▶

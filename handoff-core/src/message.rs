//! Protocol messages.
//!
//! Every exchange in the protocol is a [`Message`]: a performative, a sender,
//! one or more receivers and a single string content field. Messages are
//! assembled with a [`MessageBuilder`] and are immutable afterwards.

use std::collections::BTreeSet;
use std::fmt;
use std::str::FromStr;

use serde::{Deserialize, Serialize};

use crate::error::CoreError;
use crate::types::{ParticipantId, Token};

/// Content value of a request asking the ledger to issue a new token.
///
/// Issue and redeem requests share the content field and are told apart only
/// by comparing against this value.
pub const ISSUE_SENTINEL: &str = "false";

/// Speech-act tag of a message.
#[derive(Clone, Copy, Debug, PartialEq, Eq, Hash, Serialize, Deserialize)]
pub enum Performative {
    /// Ask for an action: issue or redeem, told apart by the content.
    Request,
    /// Notify of a value: token handback.
    Inform,
    /// A redeem request succeeded.
    Confirm,
    /// A redeem request failed; the content carries the reason.
    Refuse,
}

impl Performative {
    /// Get a human-readable name for the performative.
    pub fn name(&self) -> &'static str {
        match self {
            Performative::Request => "request",
            Performative::Inform => "inform",
            Performative::Confirm => "confirm",
            Performative::Refuse => "refuse",
        }
    }
}

impl fmt::Display for Performative {
    fn fmt(&self, f: &mut fmt::Formatter<'_>) -> fmt::Result {
        f.write_str(self.name())
    }
}

impl FromStr for Performative {
    type Err = CoreError;

    fn from_str(s: &str) -> Result<Self, Self::Err> {
        match s.to_ascii_lowercase().as_str() {
            "request" => Ok(Performative::Request),
            "inform" => Ok(Performative::Inform),
            "confirm" => Ok(Performative::Confirm),
            "refuse" => Ok(Performative::Refuse),
            _ => Err(CoreError::UnknownPerformative(s.to_string())),
        }
    }
}

/// What a `Request` asks the ledger to do.
#[derive(Clone, Debug, PartialEq, Eq)]
pub enum RequestContent {
    /// Issue a new token to the sender.
    Issue,
    /// Redeem the given token.
    Redeem(Token),
}

impl RequestContent {
    /// Classify the content of a `Request`.
    pub fn classify(content: &str) -> Self {
        if content == ISSUE_SENTINEL {
            RequestContent::Issue
        } else {
            RequestContent::Redeem(Token::from_content(content))
        }
    }

    /// Encode back into message content.
    pub fn to_content(&self) -> String {
        match self {
            RequestContent::Issue => ISSUE_SENTINEL.to_string(),
            RequestContent::Redeem(token) => token.as_str().to_string(),
        }
    }
}

/// An addressed protocol message.
///
/// Always has at least one receiver, including when decoded.
#[derive(Clone, Debug, PartialEq, Eq, Serialize, Deserialize)]
#[serde(try_from = "MessageBuilder")]
pub struct Message {
    performative: Performative,
    sender: ParticipantId,
    receivers: BTreeSet<ParticipantId>,
    content: String,
}

impl Message {
    /// Start building a message with the given performative.
    pub fn builder(performative: Performative, sender: ParticipantId) -> MessageBuilder {
        MessageBuilder {
            performative,
            sender,
            receivers: BTreeSet::new(),
            content: String::new(),
        }
    }

    /// The speech-act tag.
    pub fn performative(&self) -> Performative {
        self.performative
    }

    /// Who sent the message.
    pub fn sender(&self) -> &ParticipantId {
        &self.sender
    }

    /// Everyone the message is addressed to.
    pub fn receivers(&self) -> impl Iterator<Item = &ParticipantId> {
        self.receivers.iter()
    }

    /// Check if a participant is among the receivers.
    pub fn is_addressed_to(&self, id: &ParticipantId) -> bool {
        self.receivers.contains(id)
    }

    /// The content payload.
    pub fn content(&self) -> &str {
        &self.content
    }

    /// Start a reply to the sender of this message.
    pub fn reply(&self, performative: Performative, from: ParticipantId) -> MessageBuilder {
        Message::builder(performative, from).to(self.sender.clone())
    }
}

impl fmt::Display for Message {
    fn fmt(&self, f: &mut fmt::Formatter<'_>) -> fmt::Result {
        let receivers: Vec<&str> = self.receivers.iter().map(|r| r.as_str()).collect();
        write!(
            f,
            "{}({} -> [{}], content={:?})",
            self.performative,
            self.sender,
            receivers.join(", "),
            self.content
        )
    }
}

/// Builder for [`Message`].
#[derive(Clone, Debug, Deserialize)]
pub struct MessageBuilder {
    performative: Performative,
    sender: ParticipantId,
    receivers: BTreeSet<ParticipantId>,
    content: String,
}

impl MessageBuilder {
    /// Add a receiver.
    pub fn to(mut self, receiver: ParticipantId) -> Self {
        self.receivers.insert(receiver);
        self
    }

    /// Set the content payload.
    pub fn content(mut self, content: impl Into<String>) -> Self {
        self.content = content.into();
        self
    }

    /// Finish the message. At least one receiver is required.
    pub fn build(self) -> Result<Message, CoreError> {
        if self.receivers.is_empty() {
            return Err(CoreError::NoReceivers);
        }
        Ok(Message {
            performative: self.performative,
            sender: self.sender,
            receivers: self.receivers,
            content: self.content,
        })
    }
}

impl TryFrom<MessageBuilder> for Message {
    type Error = CoreError;

    fn try_from(builder: MessageBuilder) -> Result<Self, Self::Error> {
        builder.build()
    }
}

◀

In the listing above, locate the line containing "Add a receiver." and the line containing "pub fn build(self)". Extract those two lines and every line between them, exactly as written, and only those.

    /// Add a receiver.
    pub fn to(mut self, receiver: ParticipantId) -> Self {
        self.receivers.insert(receiver);
        self
    }

    /// Set the content payload.
    pub fn content(mut self, content: impl Into<String>) -> Self {
        self.content = content.into();
        self
    }

    /// Finish the message. At least one receiver is required.
    pub fn build(self) -> Result<Message, CoreError> {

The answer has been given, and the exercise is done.